Posted: November 04, 1997

The surge of scientists to America's frog ponds began after Minnesota school kids stumbled upon 200 deformed frogs in a farm pond two years ago.

The students at Minnesota New Country School in Henderson, about an hour's drive southwest of Minneapolis, have been tracking frog deformities since.

So has a growing number of researchers from wildlife preserves and government agencies.

``We know that something in the water, including ground water, is extraordinarily potent in malforming frogs,'' said George Lucier, of the National Institute of Environmental Health Sciences, after a recent pond-water study.

``We now need to determine if people are at risk.''

Ongoing chemical tests in Michigan areas with deformed amphibians point to the water where the frogs live - but the cause, said Lucier, ``could be chemical contaminants or natural products such as pond plants or algae.''

Wisconsin, Vermont and Oregon - and this summer, the western edge of Delaware - also have seen confirmed clusters of deformities. Most of the frogs have missing or deformed limbs and in some cases, extra legs. But the causes are unknown. And some scientists are now casting doubts on the Minnesota results.
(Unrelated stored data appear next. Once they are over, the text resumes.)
//! Integration tests for permission resolution and grant propagation.

mod helpers;

use docvault_core::error::ErrorKind;
use docvault_entity::access::{AccessRole, ResourceType};
use uuid::Uuid;

#[tokio::test]
async fn test_owner_satisfies_every_level() {
    let env = helpers::TestEnv::new().await;
    let alice = helpers::ctx();

    let a = env.tree.create_folder(&alice, "A", None).await.unwrap();

    for required in [AccessRole::Viewer, AccessRole::Editor, AccessRole::Owner] {
        assert!(
            env.access
                .check_access(ResourceType::Folder, a.id, alice.user_id, required)
                .await
                .unwrap(),
            "owner should satisfy {required}"
        );
    }
}

#[tokio::test]
async fn test_viewer_does_not_satisfy_editor() {
    let env = helpers::TestEnv::new().await;
    let alice = helpers::ctx();
    let bob = Uuid::new_v4();

    let a = env.tree.create_folder(&alice, "A", None).await.unwrap();
    env.access
        .grant_access(&alice, a.id, bob, AccessRole::Viewer)
        .await
        .unwrap();

    assert!(
        env.access
            .check_access(ResourceType::Folder, a.id, bob, AccessRole::Viewer)
            .await
            .unwrap()
    );
    assert!(
        !env.access
            .check_access(ResourceType::Folder, a.id, bob, AccessRole::Editor)
            .await
            .unwrap()
    );
}

#[tokio::test]
async fn test_nearest_ancestor_entry_wins() {
    let env = helpers::TestEnv::new().await;
    let alice = helpers::ctx();
    let bob = Uuid::new_v4();

    let a = env.tree.create_folder(&alice, "A", None).await.unwrap();
    let b = env.tree.create_folder(&alice, "B", Some(a.id)).await.unwrap();

    env.access
        .grant_access(&alice, a.id, bob, AccessRole::Editor)
        .await
        .unwrap();
    // A closer, weaker entry on B shadows the editor grant above it.
    env.access
        .grant_access(&alice, b.id, bob, AccessRole::Viewer)
        .await
        .unwrap();

    assert!(
        env.access
            .check_access(ResourceType::Folder, a.id, bob, AccessRole::Editor)
            .await
            .unwrap()
    );
    assert!(
        !env.access
            .check_access(ResourceType::Folder, b.id, bob, AccessRole::Editor)
            .await
            .unwrap()
    );
    assert!(
        env.access
            .check_access(ResourceType::Folder, b.id, bob, AccessRole::Viewer)
            .await
            .unwrap()
    );
}

#[tokio::test]
async fn test_access_inherited_through_chain_without_explicit_entry() {
    let env = helpers::TestEnv::new().await;
    let alice = helpers::ctx();
    let bob = Uuid::new_v4();

    let a = env.tree.create_folder(&alice, "A", None).await.unwrap();
    let b = env.tree.create_folder(&alice, "B", Some(a.id)).await.unwrap();
    let doc = env
        .tree
        .create_document(&alice, "notes", Some(b.id))
        .await
        .unwrap();

    env.access
        .grant_access(&alice, a.id, bob, AccessRole::Editor)
        .await
        .unwrap();

    // Strip the propagated bob entries from B and the document so
    // resolution has to walk the chain up to A.
    let mut conn = env.pool.acquire().await.unwrap();
    sqlx::query("DELETE FROM access_entries WHERE user_id = ? AND resource_id IN (?, ?)")
        .bind(bob)
        .bind(b.id)
        .bind(doc.id)
        .execute(&mut *conn)
        .await
        .unwrap();
    drop(conn);

    assert!(
        env.access
            .check_access(ResourceType::Folder, b.id, bob, AccessRole::Editor)
            .await
            .unwrap()
    );
    assert!(
        env.access
            .check_access(ResourceType::Document, doc.id, bob, AccessRole::Editor)
            .await
            .unwrap()
    );
}

#[tokio::test]
async fn test_grant_propagates_to_descendant_folders_and_documents() {
    let env = helpers::TestEnv::new().await;
    let alice = helpers::ctx();
    let bob = Uuid::new_v4();

    let a = env.tree.create_folder(&alice, "A", None).await.unwrap();
    let b = env.tree.create_folder(&alice, "B", Some(a.id)).await.unwrap();
    let doc = env
        .tree
        .create_document(&alice, "notes", Some(b.id))
        .await
        .unwrap();

    env.access
        .grant_access(&alice, a.id, bob, AccessRole::Viewer)
        .await
        .unwrap();

    let b_entries = env
        .access_repo
        .list_for_resource(ResourceType::Folder, b.id)
        .await
        .unwrap();
    assert!(b_entries
        .iter()
        .any(|e| e.user_id == bob && e.role == AccessRole::Viewer));

    let doc_entries = env
        .access_repo
        .list_for_resource(ResourceType::Document, doc.id)
        .await
        .unwrap();
    assert!(doc_entries
        .iter()
        .any(|e| e.user_id == bob && e.role == AccessRole::Viewer));
}

#[tokio::test]
async fn test_grant_propagation_overwrites_descendant_grants() {
    let env = helpers::TestEnv::new().await;
    let alice = helpers::ctx();
    let bob = Uuid::new_v4();

    let a = env.tree.create_folder(&alice, "A", None).await.unwrap();
    let b = env.tree.create_folder(&alice, "B", Some(a.id)).await.unwrap();

    // Descendant-specific grant, then a grant higher up.
    env.access
        .grant_access(&alice, b.id, bob, AccessRole::Editor)
        .await
        .unwrap();
    env.access
        .grant_access(&alice, a.id, bob, AccessRole::Viewer)
        .await
        .unwrap();

    // The overwrite discarded the descendant's editor entry.
    let b_entries = env
        .access_repo
        .list_for_resource(ResourceType::Folder, b.id)
        .await
        .unwrap();
    let bob_entry = b_entries.iter().find(|e| e.user_id == bob).unwrap();
    assert_eq!(bob_entry.role, AccessRole::Viewer);
}

#[tokio::test]
async fn test_grant_does_not_touch_deleted_descendants() {
    let env = helpers::TestEnv::new().await;
    let alice = helpers::ctx();
    let bob = Uuid::new_v4();

    let a = env.tree.create_folder(&alice, "A", None).await.unwrap();
    let b = env.tree.create_folder(&alice, "B", Some(a.id)).await.unwrap();
    env.tree.delete_folder(&alice, b.id).await.unwrap();

    env.access
        .grant_access(&alice, a.id, bob, AccessRole::Editor)
        .await
        .unwrap();

    let b_entries = env
        .access_repo
        .list_for_resource(ResourceType::Folder, b.id)
        .await
        .unwrap();
    assert!(!b_entries.iter().any(|e| e.user_id == bob));
}

#[tokio::test]
async fn test_grant_requires_owner() {
    let env = helpers::TestEnv::new().await;
    let alice = helpers::ctx();
    let bob = helpers::ctx();

    let a = env.tree.create_folder(&alice, "A", None).await.unwrap();
    env.access
        .grant_access(&alice, a.id, bob.user_id, AccessRole::Editor)
        .await
        .unwrap();

    let err = env
        .access
        .grant_access(&bob, a.id, Uuid::new_v4(), AccessRole::Viewer)
        .await
        .unwrap_err();
    assert_eq!(err.kind, ErrorKind::Forbidden);
}

#[tokio::test]
async fn test_grant_cannot_remove_last_owner() {
    let env = helpers::TestEnv::new().await;
    let alice = helpers::ctx();

    let a = env.tree.create_folder(&alice, "A", None).await.unwrap();

    let err = env
        .access
        .grant_access(&alice, a.id, alice.user_id, AccessRole::Editor)
        .await
        .unwrap_err();
    assert_eq!(err.kind, ErrorKind::Validation);

    // The list is unchanged.
    let entries = env
        .access_repo
        .list_for_resource(ResourceType::Folder, a.id)
        .await
        .unwrap();
    assert_eq!(entries.len(), 1);
    assert_eq!(entries[0].role, AccessRole::Owner);
}

#[tokio::test]
async fn test_owner_demotion_allowed_with_second_owner() {
    let env = helpers::TestEnv::new().await;
    let alice = helpers::ctx();
    let bob = Uuid::new_v4();

    let a = env.tree.create_folder(&alice, "A", None).await.unwrap();
    env.access
        .grant_access(&alice, a.id, bob, AccessRole::Owner)
        .await
        .unwrap();
    let entries = env
        .access
        .grant_access(&alice, a.id, alice.user_id, AccessRole::Viewer)
        .await
        .unwrap();

    let alice_entry = entries.iter().find(|e| e.user_id == alice.user_id).unwrap();
    assert_eq!(alice_entry.role, AccessRole::Viewer);
    assert!(entries.iter().any(|e| e.role == AccessRole::Owner));
}

#[tokio::test]
async fn test_document_entry_falls_through_when_insufficient() {
    let env = helpers::TestEnv::new().await;
    let alice = helpers::ctx();
    let bob = Uuid::new_v4();

    let a = env.tree.create_folder(&alice, "A", None).await.unwrap();
    let doc = env
        .tree
        .create_document(&alice, "notes", Some(a.id))
        .await
        .unwrap();
    env.access
        .grant_access(&alice, a.id, bob, AccessRole::Editor)
        .await
        .unwrap();

    // Downgrade the document's own entry for bob behind the service's
    // back; the folder-level editor grant must still carry.
    let mut doc_entries = env
        .access_repo
        .list_for_resource(ResourceType::Document, doc.id)
        .await
        .unwrap();
    for entry in &mut doc_entries {
        if entry.user_id == bob {
            entry.role = AccessRole::Viewer;
        }
    }
    let mut conn = env.pool.acquire().await.unwrap();
    env.access_repo
        .replace_for_resource(&mut conn, ResourceType::Document, doc.id, &doc_entries)
        .await
        .unwrap();
    drop(conn);

    assert!(
        env.access
            .check_access(ResourceType::Document, doc.id, bob, AccessRole::Editor)
            .await
            .unwrap()
    );
}

#[tokio::test]
async fn test_check_access_on_missing_or_deleted_resource_is_false() {
    let env = helpers::TestEnv::new().await;
    let alice = helpers::ctx();

    assert!(
        !env.access
            .check_access(ResourceType::Folder, Uuid::new_v4(), alice.user_id, AccessRole::Viewer)
            .await
            .unwrap()
    );

    let a = env.tree.create_folder(&alice, "A", None).await.unwrap();
    env.tree.delete_folder(&alice, a.id).await.unwrap();
    assert!(
        !env.access
            .check_access(ResourceType::Folder, a.id, alice.user_id, AccessRole::Viewer)
            .await
            .unwrap()
    );
}

#[tokio::test]
async fn test_deleted_document_ignores_surviving_direct_entry() {
    let env = helpers::TestEnv::new().await;
    let alice = helpers::ctx();

    let a = env.tree.create_folder(&alice, "A", None).await.unwrap();
    let doc = env
        .tree
        .create_document(&alice, "notes", Some(a.id))
        .await
        .unwrap();
    env.tree.delete_document(&alice, doc.id).await.unwrap();

    // The owner entry seeded at creation is still in the table, but the
    // document is gone and must resolve like any absent resource.
    let entry = env
        .access_repo
        .find_entry(ResourceType::Document, doc.id, alice.user_id)
        .await
        .unwrap();
    assert!(entry.is_some());

    assert!(
        !env.access
            .check_access(ResourceType::Document, doc.id, alice.user_id, AccessRole::Viewer)
            .await
            .unwrap()
    );
}

#[tokio::test]
async fn test_corrupt_ancestry_cycle_fails_closed() {
    let env = helpers::TestEnv::new().await;
    let alice = helpers::ctx();
    let bob = Uuid::new_v4();

    let a = env.tree.create_folder(&alice, "A", None).await.unwrap();
    let b = env.tree.create_folder(&alice, "B", Some(a.id)).await.unwrap();

    // Corrupt the parent links into a cycle.
    sqlx::query("UPDATE folders SET parent_id = ? WHERE id = ?")
        .bind(b.id)
        .bind(a.id)
        .execute(&env.pool)
        .await
        .unwrap();

    // bob has no entry anywhere, so resolution must walk into the cycle.
    let err = env
        .access
        .require_access(ResourceType::Folder, b.id, bob, AccessRole::Viewer)
        .await
        .unwrap_err();
    assert_eq!(err.kind, ErrorKind::Internal);

    assert!(
        !env.access
            .has_access(ResourceType::Folder, b.id, bob, AccessRole::Viewer)
            .await
    );
}

#[tokio::test]
async fn test_list_access_requires_viewer() {
    let env = helpers::TestEnv::new().await;
    let alice = helpers::ctx();
    let stranger = helpers::ctx();

    let a = env.tree.create_folder(&alice, "A", None).await.unwrap();

    let entries = env.access.list_access(&alice, a.id).await.unwrap();
    assert_eq!(entries.len(), 1);

    let err = env.access.list_access(&stranger, a.id).await.unwrap_err();
    assert_eq!(err.kind, ErrorKind::Forbidden);
}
Two common mosquito-control chemicals were rejected as suspects in one study - temephos, an organophosphate, and methoprene, which appears to mimic retinoic acid, a body substance responsible for early development.

Other possibilities range from agricultural chemicals to parasitic worms to increased ultraviolet light from the thinning of earth's ozone layer.

Whatever's going on, it's relatively new. Though an occasional deformed animal is routine, deformities of 40 to 50 percent are not.